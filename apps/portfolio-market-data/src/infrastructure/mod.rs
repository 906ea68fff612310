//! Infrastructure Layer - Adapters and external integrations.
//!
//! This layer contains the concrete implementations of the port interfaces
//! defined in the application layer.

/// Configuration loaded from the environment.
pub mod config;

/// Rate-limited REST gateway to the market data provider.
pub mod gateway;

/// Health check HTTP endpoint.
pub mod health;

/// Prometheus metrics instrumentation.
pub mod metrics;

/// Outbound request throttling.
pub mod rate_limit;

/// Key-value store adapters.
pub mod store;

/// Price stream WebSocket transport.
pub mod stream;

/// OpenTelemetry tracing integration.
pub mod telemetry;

### WORK TASK:
Retype the data shown above so that each line matches the original.

### THE ANSWER:
filename apps/portfolio-market-data/src/infrastructure/mod.rs
repository 906ea68fff612310
//! Infrastructure Layer - Adapters and external integrations.
//!
//! This layer contains the concrete implementations of the port interfaces
//! defined in the application layer.

/// Configuration loaded from the environment.
pub mod config;

/// Rate-limited REST gateway to the market data provider.
pub mod gateway;

/// Health check HTTP endpoint.
pub mod health;

/// Prometheus metrics instrumentation.
pub mod metrics;

/// Outbound request throttling.
pub mod rate_limit;

/// Key-value store adapters.
pub mod store;

/// Price stream WebSocket transport.
pub mod stream;

/// OpenTelemetry tracing integration.
pub mod telemetry;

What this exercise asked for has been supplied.